◆ What is required ◆
Give a single number in reply. It is the count of lines below that contain the string "report".
START Material to process
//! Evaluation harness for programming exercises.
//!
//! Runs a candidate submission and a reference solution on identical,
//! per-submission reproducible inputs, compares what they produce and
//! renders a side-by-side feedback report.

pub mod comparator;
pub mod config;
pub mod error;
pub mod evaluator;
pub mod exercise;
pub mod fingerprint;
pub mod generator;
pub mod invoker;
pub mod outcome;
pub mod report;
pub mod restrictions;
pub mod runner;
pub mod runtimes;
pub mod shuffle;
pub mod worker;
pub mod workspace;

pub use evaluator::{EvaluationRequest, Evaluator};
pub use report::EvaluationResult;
END Material to process
◆ Solution for this problem ◆
3